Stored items
____________

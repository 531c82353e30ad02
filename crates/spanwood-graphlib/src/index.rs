use crate::Edge;
use rustc_hash::FxHashMap as HashMap;

/// Interns vertex labels into dense `usize` ids.
///
/// Ids are handed out in first-appearance order, so any traversal over `0..len()` is
/// deterministic for a given edge list.
#[derive(Debug, Clone, Default)]
pub struct VertexIndex<'a> {
    labels: Vec<&'a str>,
    ix: HashMap<&'a str, usize>,
}

impl<'a> VertexIndex<'a> {
    pub fn new() -> Self {
        Self::default()
    }

    /// Interns every endpoint of `edges`, visiting the source before the destination.
    pub fn from_edges<E: Edge>(edges: &'a [E]) -> Self {
        let mut index = Self::new();
        for e in edges {
            index.intern(e.source());
            index.intern(e.destination());
        }
        index
    }

    pub fn intern(&mut self, label: &'a str) -> usize {
        if let Some(&ix) = self.ix.get(label) {
            return ix;
        }
        let ix = self.labels.len();
        self.labels.push(label);
        self.ix.insert(label, ix);
        ix
    }

    pub fn get(&self, label: &str) -> Option<usize> {
        self.ix.get(label).copied()
    }

    pub fn contains(&self, label: &str) -> bool {
        self.ix.contains_key(label)
    }

    pub fn label(&self, ix: usize) -> Option<&'a str> {
        self.labels.get(ix).copied()
    }

    pub fn labels(&self) -> &[&'a str] {
        &self.labels
    }

    pub fn len(&self) -> usize {
        self.labels.len()
    }

    pub fn is_empty(&self) -> bool {
        self.labels.is_empty()
    }
}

____________

- **Problem statement**
Would you please reproduce the entries above word for word?

- **Reply**
repository 531c82353e30ad02
filename crates/spanwood-graphlib/src/index.rs
use crate::Edge;
use rustc_hash::FxHashMap as HashMap;

/// Interns vertex labels into dense `usize` ids.
///
/// Ids are handed out in first-appearance order, so any traversal over `0..len()` is
/// deterministic for a given edge list.
#[derive(Debug, Clone, Default)]
pub struct VertexIndex<'a> {
    labels: Vec<&'a str>,
    ix: HashMap<&'a str, usize>,
}

impl<'a> VertexIndex<'a> {
    pub fn new() -> Self {
        Self::default()
    }

    /// Interns every endpoint of `edges`, visiting the source before the destination.
    pub fn from_edges<E: Edge>(edges: &'a [E]) -> Self {
        let mut index = Self::new();
        for e in edges {
            index.intern(e.source());
            index.intern(e.destination());
        }
        index
    }

    pub fn intern(&mut self, label: &'a str) -> usize {
        if let Some(&ix) = self.ix.get(label) {
            return ix;
        }
        let ix = self.labels.len();
        self.labels.push(label);
        self.ix.insert(label, ix);
        ix
    }

    pub fn get(&self, label: &str) -> Option<usize> {
        self.ix.get(label).copied()
    }

    pub fn contains(&self, label: &str) -> bool {
        self.ix.contains_key(label)
    }

    pub fn label(&self, ix: usize) -> Option<&'a str> {
        self.labels.get(ix).copied()
    }

    pub fn labels(&self) -> &[&'a str] {
        &self.labels
    }

    pub fn len(&self) -> usize {
        self.labels.len()
    }

    pub fn is_empty(&self) -> bool {
        self.labels.is_empty()
    }
}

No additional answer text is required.